MALONYL-COA (M-CoA) has recently been the subject of much interest due to its potential role in intramuscular fuel selection during exercise. Carnitine palmitoyltransferase (CPT) I, the key enzyme responsible for the transport of fatty acids into mitochondria for oxidation, is potently inhibited by M-CoA in vitro (3, 21, 27). It is currently believed that resting levels of M-CoA in rodent muscle are sufficiently high to inhibit excessive entry of free fatty acids (FFA) into the mitochondria at rest. During exercise, when the demand for energy from fat oxidation increases, rat skeletal muscle M-CoA content decreases during treadmill running and in response to electrical stimulation (9, 28, 35). This contraction-induced decrease in M-CoA has been postulated to relieve CPT-I inhibition and allow increased transport of FFA into the mitochondria for oxidation (35). To date, however, no direct measurements of fatty acid oxidation or any aspect of fat metabolism have been correlated with M-CoA contents in rodent muscle during exercise. Furthermore, research investigating M-CoA content in humans is extremely limited.

A recent investigation from our laboratory examining both rodent and human skeletal muscle (22) reported a 52% reduction in rodent red gastrocnemius M-CoA content in response to electrical stimulation at 0.7 Hz, which agrees with previous reports in rodent skeletal muscle (9). However, the M-CoA content in human vastus lateralis muscle remained constant during cycle exercise for 10 min at 40% maximal rate of O2 consumption (VO2 max) and for 60 min at 65% VO2 max. This occurred despite significant increases in fat utilization from rest to exercise and over time during exercise at 65% VO2 max (22). On the basis of these results, we concluded that measured levels of M-CoA in exercising muscle did not predict fatty acid oxidation rates in human muscle during low- and moderate-intensity exercise. However, we suggested that a more detailed time course of the human skeletal muscle M-CoA response to exercise was required.
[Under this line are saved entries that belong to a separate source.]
// The Sequence is a closed set of source kinds plus one variant for
// everything computed from other sequences. The source kind is decided once,
// when the sequence is constructed; afterwards iteration just dispatches on
// the variant.

// The combinators live in the sibling modules, each in an `impl Sequence`
// block of their own:
// search.rs: is_empty, count, index/indices
// transform.rs: map, filter and their tuple-applying forms, select
// slicing.rs: take, drop, head, last, tail, init
// multi.rs: zip, product, chain, flatten
// set.rs: nub, union, intersection, difference
// grouping.rs: group_by, group_all
// fold.rs: folds, scans, numeric and boolean reductions, join
// materialize.rs: to_vec, to_map, reverse, sorted, greater/lesser, sample, slices
// combinatorics.rs: permutations, combinations
// builders.rs: range, repeat, iterate, cycle

use std::rc::Rc;

use crate::error;
use crate::value::{Map, Value};

use super::iter::ItemIter;
use super::variant::{Derived, Indexed, Keyed, Nested, Range, Singleton, Text};

/// A lazy, restartable sequence of values.
///
/// A `Sequence` does not hold iteration state: it describes how to produce
/// elements. Every call to [`Sequence::iter`] gives an independent
/// pull-function, and nothing a pull-function does is visible to any other.
/// Cloning is cheap.
#[derive(Debug, Clone)]
pub enum Sequence {
    /// An ordered list, yielded item by item.
    Indexed(Indexed),
    /// Text, yielded character by character.
    Text(Text),
    /// A keyed mapping, yielded as `[key, value]` pairs.
    Keyed(Keyed),
    /// Any other value, yielded once.
    Singleton(Singleton),
    /// Another sequence, which iteration delegates to.
    Nested(Nested),
    /// An arithmetic progression.
    Range(Range),
    /// A sequence computed from other sequences by a combinator or builder.
    Derived(Derived),
}

impl Sequence {
    /// Construct a sequence from a source value.
    ///
    /// - A list is iterated in order.
    ///
    /// - A string is iterated per character.
    ///
    /// - A map is iterated as `[key, value]` pairs in enumeration order.
    ///
    /// - A sequence is wrapped; iteration delegates to it.
    ///
    /// - `Null` cannot be iterated and is a construction error.
    ///
    /// - Any other value is a singleton.
    pub fn new(source: impl Into<Value>) -> error::Result<Self> {
        match source.into() {
            Value::Null => Err(error::Error::Construction),
            Value::List(items) => Ok(Self::Indexed(Indexed::new(items))),
            Value::String(text) => Ok(Self::Text(Text::new(text))),
            Value::Map(map) => Ok(Self::Keyed(Keyed::new(map))),
            Value::Sequence(inner) => Ok(Self::Nested(Nested::new(inner))),
            other => Ok(Self::Singleton(Singleton::new(other))),
        }
    }

    /// Construct a sequence from a source that may not have been supplied.
    pub fn from_option(source: Option<Value>) -> error::Result<Self> {
        match source {
            Some(value) => Self::new(value),
            None => Err(error::Error::Construction),
        }
    }

    /// The sequence without elements.
    pub fn empty() -> Self {
        Self::Indexed(Vec::<Value>::new().into())
    }

    /// Obtain a fresh pull-function over this sequence.
    pub fn iter(&self) -> ItemIter {
        match self {
            Sequence::Indexed(inner) => ItemIter::new(inner.iter()),
            Sequence::Text(inner) => ItemIter::new(inner.iter()),
            Sequence::Keyed(inner) => ItemIter::new(inner.iter()),
            Sequence::Singleton(inner) => ItemIter::new(inner.iter()),
            Sequence::Nested(inner) => inner.iter(),
            Sequence::Range(inner) => ItemIter::new(inner.iter()),
            Sequence::Derived(inner) => inner.iter(),
        }
    }

    /// The number of elements, when it is known without iterating.
    ///
    /// Sources know their length; sequences computed by combinators do not.
    pub fn len_hint(&self) -> Option<usize> {
        match self {
            Sequence::Indexed(inner) => Some(inner.len()),
            Sequence::Text(inner) => Some(inner.len()),
            Sequence::Keyed(inner) => Some(inner.len()),
            Sequence::Singleton(_) => Some(1),
            Sequence::Nested(inner) => inner.inner().len_hint(),
            Sequence::Range(inner) => Some(inner.len()),
            Sequence::Derived(_) => None,
        }
    }

    /// Whether both sequences are built from the very same recipe.
    ///
    /// This is the notion of equality used when sequences appear as values.
    pub fn same_recipe(&self, other: &Sequence) -> bool {
        match (self, other) {
            (Sequence::Indexed(a), Sequence::Indexed(b)) => a.ptr_eq(b),
            (Sequence::Text(a), Sequence::Text(b)) => a.ptr_eq(b),
            (Sequence::Keyed(a), Sequence::Keyed(b)) => a.ptr_eq(b),
            (Sequence::Singleton(a), Sequence::Singleton(b)) => a.ptr_eq(b),
            (Sequence::Nested(a), Sequence::Nested(b)) => a.ptr_eq(b),
            (Sequence::Range(a), Sequence::Range(b)) => a == b,
            (Sequence::Derived(a), Sequence::Derived(b)) => a.ptr_eq(b),
            _ => false,
        }
    }

    /// Wrap a recipe as a derived sequence. `name` only shows up in the
    /// debug representation.
    pub(crate) fn derived<F, I>(name: &'static str, recipe: F) -> Self
    where
        F: Fn() -> I + 'static,
        I: Iterator<Item = error::Result<Value>> + 'static,
    {
        Self::Derived(Derived::new(name, move || ItemIter::new(recipe())))
    }

    /// A derived sequence that materializes this one on its first pull and
    /// yields whatever `build` makes of the buffer. Every pull-function
    /// takes its own buffer.
    pub(crate) fn derive_buffered<F, I>(&self, name: &'static str, build: F) -> Self
    where
        F: Fn(Vec<Value>) -> I + 'static,
        I: Iterator<Item = Value> + 'static,
    {
        let parent = self.clone();
        let build = Rc::new(build);
        Self::derived(name, move || {
            let parent = parent.clone();
            let build = build.clone();
            let mut output: Option<I> = None;
            std::iter::from_fn(move || {
                if output.is_none() {
                    match parent.to_vec() {
                        Ok(buffer) => output = Some(build(buffer)),
                        Err(e) => return Some(Err(e)),
                    }
                }
                output.as_mut()?.next().map(Ok)
            })
        })
    }
}

/// Make a sequence out of a value, reusing it if it already is one.
///
/// Unlike [`Sequence::new`] this does not wrap a sequence in another.
pub fn iterable(source: impl Into<Value>) -> error::Result<Sequence> {
    match source.into() {
        Value::Sequence(sequence) => Ok(sequence),
        other => Sequence::new(other),
    }
}

impl Default for Sequence {
    fn default() -> Self {
        Self::empty()
    }
}

impl<T> From<Vec<T>> for Sequence
where
    T: Into<Value>,
{
    fn from(items: Vec<T>) -> Self {
        let items = items.into_iter().map(Into::into).collect::<Vec<Value>>();
        Self::Indexed(items.into())
    }
}

impl From<&str> for Sequence {
    fn from(text: &str) -> Self {
        Self::Text(Text::new(text.into()))
    }
}

impl From<String> for Sequence {
    fn from(text: String) -> Self {
        Self::Text(Text::new(text.into()))
    }
}

impl From<Map> for Sequence {
    fn from(map: Map) -> Self {
        Self::Keyed(Keyed::new(map))
    }
}

impl From<Range> for Sequence {
    fn from(range: Range) -> Self {
        Self::Range(range)
    }
}

impl From<&Sequence> for Sequence {
    fn from(sequence: &Sequence) -> Self {
        sequence.clone()
    }
}

impl FromIterator<Value> for Sequence {
    fn from_iter<I: IntoIterator<Item = Value>>(iter: I) -> Self {
        Self::Indexed(iter.into_iter().collect::<Vec<_>>().into())
    }
}

impl<'a> IntoIterator for &'a Sequence {
    type Item = error::Result<Value>;
    type IntoIter = ItemIter;

    fn into_iter(self) -> ItemIter {
        self.iter()
    }
}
Saddik et al. (26) reported that heart muscle M-CoA content increased concomitantly with the carbohydrate (CHO)-derived acetyl-CoA level. It is well known that acetyl-CoA accumulates rapidly in human skeletal muscle at the onset of high-intensity exercise (6, 10). It is possible that the increase in acetyl-CoA stimulates the activity of acetyl-CoA carboxylase (ACC), the enzyme responsible for M-CoA production, leading to an increase in M-CoA content (rather than a decrease) at high power outputs. Previous studies in rodent skeletal muscle, however, have reported reductions in M-CoA with contraction, even when CHO availability was enhanced (11), but M-CoA measurements at different power outputs have not been conducted.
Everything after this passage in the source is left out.